Queridos hermanos y hermanas, ¡buenos días!
Hoy hablaremos de la quinta bienaventuranza, que dice: «Bienaventurados los misericordiosos, porque ellos hallarán misericordia» (Mt 5,7). En esta bienaventuranza hay una particularidad: es la única en la que coinciden la causa y el fruto de la felicidad, la misericordia. Los que ejercen la misericordia encontrarán misericordia, serán “misericordiados”.
Este tema de la reciprocidad del perdón no sólo está presente en esta bienaventuranza, sino que es recurrente en el Evangelio. ¿Y cómo podría ser de otra manera? ¡La misericordia es el corazón mismo de Dios! Jesús dice: «No juzguéis y no seréis juzgados; no condenéis y no seréis condenados; perdonad y seréis perdonados» (Lc 6,37). Siempre la misma reciprocidad. Y la Carta de Santiago afirma que «la misericordia se siente superior al juicio» (2,13).

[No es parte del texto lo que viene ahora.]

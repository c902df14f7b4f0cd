//! Display Partial file contents or rendered WAV metadata.

use super::common::{linear_to_db, load_partials, peak};
use clap::Args;
use parcial_core::partial_utils::{
    average_frequency, count_label, label_range, peak_amplitude, time_span,
};
use parcial_io::{WavFormat, read_wav, read_wav_info};
use std::path::{Path, PathBuf};

/// Display Partial file or WAV file information.
#[derive(Args)]
pub struct InfoArgs {
    /// Path to a Partial file (JSON) or a rendered WAV file
    pub file: PathBuf,

    /// List every Partial
    #[arg(short, long)]
    pub list: bool,
}

fn is_wav(path: &Path) -> bool {
    path.extension()
        .and_then(|ext| ext.to_str())
        .is_some_and(|ext| ext.eq_ignore_ascii_case("wav"))
}

/// Run the info command.
pub fn run(args: InfoArgs) -> anyhow::Result<()> {
    if is_wav(&args.file) {
        return wav_info(&args.file);
    }

    let partials = load_partials(&args.file)?;
    let breakpoints: usize = partials.iter().map(|p| p.len()).sum();
    let unlabeled = count_label(&partials, 0);

    println!("File:        {}", args.file.display());
    println!("Partials:    {} ({unlabeled} unlabeled)", partials.len());
    println!("Breakpoints: {breakpoints}");
    match label_range(&partials) {
        Some((lo, hi)) => println!("Labels:      {lo}..{hi}"),
        None => println!("Labels:      none"),
    }
    match time_span(&partials) {
        Some((t0, t1)) => println!("Time span:   {t0:.4}s - {t1:.4}s ({:.4}s)", t1 - t0),
        None => println!("Time span:   empty"),
    }

    if args.list {
        println!();
        println!(
            "{:>6}  {:>9}  {:>9}  {:>6}  {:>10}  {:>8}",
            "label", "start", "end", "bps", "freq (Hz)", "peak"
        );
        for p in &partials {
            if p.is_empty() {
                println!("{:>6}  {:>9}  {:>9}  {:>6}", p.label(), "-", "-", 0);
                continue;
            }
            println!(
                "{:>6}  {:>9.4}  {:>9.4}  {:>6}  {:>10.2}  {:>8.4}",
                p.label(),
                p.start_time(),
                p.end_time(),
                p.len(),
                average_frequency(p),
                peak_amplitude(p)
            );
        }
    }

    Ok(())
}

fn wav_info(path: &Path) -> anyhow::Result<()> {
    let info = read_wav_info(path)?;
    let (samples, _) = read_wav(path)?;

    let format_str = match info.format {
        WavFormat::Pcm => "PCM",
        WavFormat::IeeeFloat => "IEEE Float",
    };

    println!("File:        {}", path.display());
    println!("Format:      {} {}-bit", format_str, info.bits_per_sample);
    println!("Channels:    {}", info.channels);
    println!("Sample Rate: {} Hz", info.sample_rate);
    println!(
        "Duration:    {:.3}s ({} frames)",
        info.duration_secs, info.num_frames
    );
    println!("Peak:        {:.1} dB", linear_to_db(peak(&samples)));

    Ok(())
}

#[cfg(test)]
mod tests {
    use super::*;

    #[test]
    fn test_is_wav() {
        assert!(is_wav(Path::new("out.wav")));
        assert!(is_wav(Path::new("dir/OUT.WAV")));
        assert!(!is_wav(Path::new("partials.json")));
        assert!(!is_wav(Path::new("wav")));
    }
}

Pero sobre todo es en el Padrenuestro donde pedimos: «Perdona nuestras ofensas como nosotros perdonamos a los que nos ofenden» (Mt 6,12); y esta petición es la única que se recoge al final: «Porque si vosotros perdonáis a los demás sus ofensas, os perdonará también a vosotros vuestro Padre celestial; pero si no perdonáis a los demás, tampoco vuestro Padre os perdonará vuestras ofensas» (Mt 6,14-15; cf. Catecismo de la Iglesia Católica, 2838).

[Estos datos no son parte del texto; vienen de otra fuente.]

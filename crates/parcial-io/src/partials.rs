//! JSON storage for labeled Partial collections.
//!
//! A file holds a format version and a list of Partials, each with its
//! label and its Breakpoints in time order:
//!
//! ```json
//! {
//!   "version": 1,
//!   "partials": [
//!     {
//!       "label": 1,
//!       "breakpoints": [
//!         { "time": 0.0, "frequency": 220.0, "amplitude": 0.1, "bandwidth": 0.0, "phase": 0.0 }
//!       ]
//!     }
//!   ]
//! }
//! ```
//!
//! Loading checks the data model invariants that the in-memory types
//! enforce silently (sorted unique times, bandwidth in [0, 1], non-negative
//! amplitude) and reports violations instead of repairing them.

use crate::{Error, Result};
use parcial_core::{Breakpoint, Label, Partial};
use serde::{Deserialize, Serialize};
use std::fs;
use std::path::Path;
use tracing::debug;

/// Version written into new files.
pub const FORMAT_VERSION: u32 = 1;

/// One Breakpoint and its time.
#[derive(Debug, Clone, Copy, PartialEq, Serialize, Deserialize)]
pub struct BreakpointRecord {
    /// Time in seconds.
    pub time: f64,
    /// Frequency in Hz.
    pub frequency: f64,
    /// Linear amplitude.
    pub amplitude: f64,
    /// Noise fraction of the total energy.
    #[serde(default)]
    pub bandwidth: f64,
    /// Phase in radians.
    #[serde(default)]
    pub phase: f64,
}

/// One labeled Partial.
#[derive(Debug, Clone, PartialEq, Serialize, Deserialize)]
pub struct PartialRecord {
    /// Channel label; 0 is unlabeled.
    #[serde(default)]
    pub label: Label,
    /// Breakpoints in time order.
    pub breakpoints: Vec<BreakpointRecord>,
}

/// Top-level file contents.
#[derive(Debug, Clone, PartialEq, Serialize, Deserialize)]
pub struct PartialFile {
    /// File format version.
    #[serde(default = "default_version")]
    pub version: u32,
    /// Stored Partials.
    pub partials: Vec<PartialRecord>,
}

fn default_version() -> u32 {
    FORMAT_VERSION
}

impl From<&Partial> for PartialRecord {
    fn from(p: &Partial) -> Self {
        Self {
            label: p.label(),
            breakpoints: p
                .iter()
                .map(|(time, bp)| BreakpointRecord {
                    time,
                    frequency: bp.frequency(),
                    amplitude: bp.amplitude(),
                    bandwidth: bp.bandwidth(),
                    phase: bp.phase(),
                })
                .collect(),
        }
    }
}

impl TryFrom<&PartialRecord> for Partial {
    type Error = Error;

    fn try_from(record: &PartialRecord) -> Result<Self> {
        let mut p = Partial::with_label(record.label);
        let mut previous = f64::NEG_INFINITY;
        for (i, bp) in record.breakpoints.iter().enumerate() {
            let fields = [bp.time, bp.frequency, bp.amplitude, bp.bandwidth, bp.phase];
            if fields.iter().any(|v| !v.is_finite()) {
                return Err(invalid(record.label, i, "non-finite field"));
            }
            if bp.time <= previous {
                return Err(invalid(record.label, i, "times must strictly increase"));
            }
            if bp.amplitude < 0.0 {
                return Err(invalid(record.label, i, "negative amplitude"));
            }
            if !(0.0..=1.0).contains(&bp.bandwidth) {
                return Err(invalid(record.label, i, "bandwidth outside [0, 1]"));
            }
            previous = bp.time;
            p.insert(
                bp.time,
                Breakpoint::new(bp.frequency, bp.amplitude, bp.bandwidth, bp.phase),
            );
        }
        Ok(p)
    }
}

fn invalid(label: Label, index: usize, reason: &str) -> Error {
    Error::InvalidPartial(format!("label {label}, breakpoint {index}: {reason}"))
}

impl PartialFile {
    /// Wrap a collection for storage.
    pub fn from_partials(partials: &[Partial]) -> Self {
        Self {
            version: FORMAT_VERSION,
            partials: partials.iter().map(PartialRecord::from).collect(),
        }
    }

    /// Convert back into Partials, checking every record.
    pub fn to_partials(&self) -> Result<Vec<Partial>> {
        if self.version > FORMAT_VERSION {
            return Err(Error::InvalidPartial(format!(
                "file format version {} is newer than supported version {FORMAT_VERSION}",
                self.version
            )));
        }
        self.partials.iter().map(Partial::try_from).collect()
    }
}

/// Decode a Partial collection from a JSON string.
pub fn partials_from_json(json: &str) -> Result<Vec<Partial>> {
    let file: PartialFile = serde_json::from_str(json)?;
    file.to_partials()
}

/// Encode a Partial collection as pretty-printed JSON.
pub fn partials_to_json(partials: &[Partial]) -> Result<String> {
    Ok(serde_json::to_string_pretty(&PartialFile::from_partials(partials))?)
}

/// Read a Partial collection from a JSON file.
pub fn read_partials<P: AsRef<Path>>(path: P) -> Result<Vec<Partial>> {
    let path = path.as_ref();
    let partials = partials_from_json(&fs::read_to_string(path)?)?;
    debug!("read {} Partials from {}", partials.len(), path.display());
    Ok(partials)
}

/// Write a Partial collection to a JSON file.
pub fn write_partials<P: AsRef<Path>>(path: P, partials: &[Partial]) -> Result<()> {
    let path = path.as_ref();
    fs::write(path, partials_to_json(partials)?)?;
    debug!("wrote {} Partials to {}", partials.len(), path.display());
    Ok(())
}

Hay dos cosas que no se pueden separar: el perdón dado y el perdón recibido. Pero para muchas personas es difícil, no pueden perdonar. Muchas veces el mal recibido es tan grande que ser capaz de perdonar parece como escalar una montaña muy alta: un esfuerzo enorme; y uno piensa: no se puede, esto no se puede. Este hecho de la reciprocidad de la misericordia indica que necesitamos invertir la perspectiva. Solos no podemos, hace falta la gracia de Dios, tenemos que pedirla. Porque si la quinta bienaventuranza promete que se encontrará la misericordia y en el Padrenuestro pedimos el perdón de las deudas, significa que somos esencialmente deudores y necesitamos encontrar misericordia.
Todos somos deudores. Todos. Con Dios, que es tan generoso, y con nuestros hermanos. Toda persona sabe que no es el padre o la madre que debería ser, el esposo o la esposa, el hermano o la hermana que debería ser. Todos estamos “en déficit” en la vida. Y necesitamos misericordia. Sabemos que también nosotros hemos obrado mal, siempre le falta algo al bien que deberíamos haber hecho.

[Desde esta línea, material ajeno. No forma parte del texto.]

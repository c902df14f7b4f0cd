//! Time warping between marker lists.

use super::common::{load_partials, save_partials};
use clap::Args;
use parcial_transform::Dilator;
use std::path::PathBuf;

#[derive(Args)]
pub struct DilateArgs {
    /// Input Partial file (JSON)
    #[arg(value_name = "INPUT")]
    input: PathBuf,

    /// Output Partial file (JSON)
    #[arg(value_name = "OUTPUT")]
    output: PathBuf,

    /// Initial marker times, comma separated (e.g., "0.1,0.5,1.2")
    #[arg(long, value_delimiter = ',', required = true)]
    initial: Vec<f64>,

    /// Target marker times, one per initial time
    #[arg(long, value_delimiter = ',', required = true)]
    target: Vec<f64>,
}

pub fn run(args: DilateArgs) -> anyhow::Result<()> {
    let mut partials = load_partials(&args.input)?;

    let dilator = Dilator::new(&args.initial, &args.target)?;
    dilator.dilate_all(&mut partials);
    println!(
        "Dilated {} Partials with {} markers",
        partials.len(),
        dilator.len()
    );

    save_partials(&args.output, &partials)
}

¡Pero precisamente esta pobreza nuestra se convierte en la fuerza para perdonar! Somos deudores, y si, como hemos escuchado al principio, se nos medirá con la medida con la que medimos a los demás (cf. Lc 6,38), entonces nos conviene ensanchar la medida y perdonar las deudas, perdonar. Cada uno debe recordar que necesita perdonar, que necesita perdón y que necesita paciencia; este es el secreto de la misericordia: perdonando se es perdonado. Por eso Dios nos precede y nos perdona primero (cf. Rom 5,8). Recibiendo su perdón, nosotros a nuestra vez nos volvemos capaces de perdonar. Así, nuestra miseria y nuestra falta de justicia se convierten en oportunidades para abrirnos al Reino de los cielos, a una medida más grande, la medida de Dios, que es misericordia.
¿De dónde viene nuestra misericordia? Jesús nos dijo: «Sed misericordiosos, como vuestro Padre es misericordioso» (Lc 6,36).Cuanto más se acepta el amor del Padre, más se ama (cf. CIC, 2842). La misericordia no es una dimensión entre otras, sino el centro de la vida cristiana: no hay cristianismo sin misericordia[1]. Si todo nuestro cristianismo no nos lleva a la misericordia, nos hemos equivocado de camino, porque la misericordia es la única meta verdadera de todo camino espiritual. Es uno de los frutos más bellos de la caridad (CIC, 1829).
Recuerdo que este tema fue el elegido desde el primer Ángelus que tuve que decir como Papa: la misericordia. Y se me quedó grabado, como un mensaje que como Papa debía dar siempre, un mensaje que debe ser cotidiano: la misericordia. Recuerdo que ese día también tuve la actitud algo “desvergonzada” de hacer publicidad a un libro sobre la misericordia, recién publicado por el cardenal Kasper. Y ese día sentí con tanta fuerza que ese es el mensaje que debo dar, como obispo de Roma: misericordia, misericordia, por favor, perdón.
La misericordia de Dios es nuestra liberación y nuestra felicidad. Vivimos de misericordia y no podemos permitirnos estar sin misericordia: es como el aire que respiramos. Somos demasiado pobres para poner las condiciones, necesitamos perdonar, porque necesitamos ser perdonados. ¡Gracias!
[1] cfr. San Juan Pablo II Enc. Dives in misericordia (30 de noviembre de 1980); Bula Misericordiae Vultus (11 de abril de 2015); Cart. Apostólica Misericordia et misera (20 de noviembre de 2016).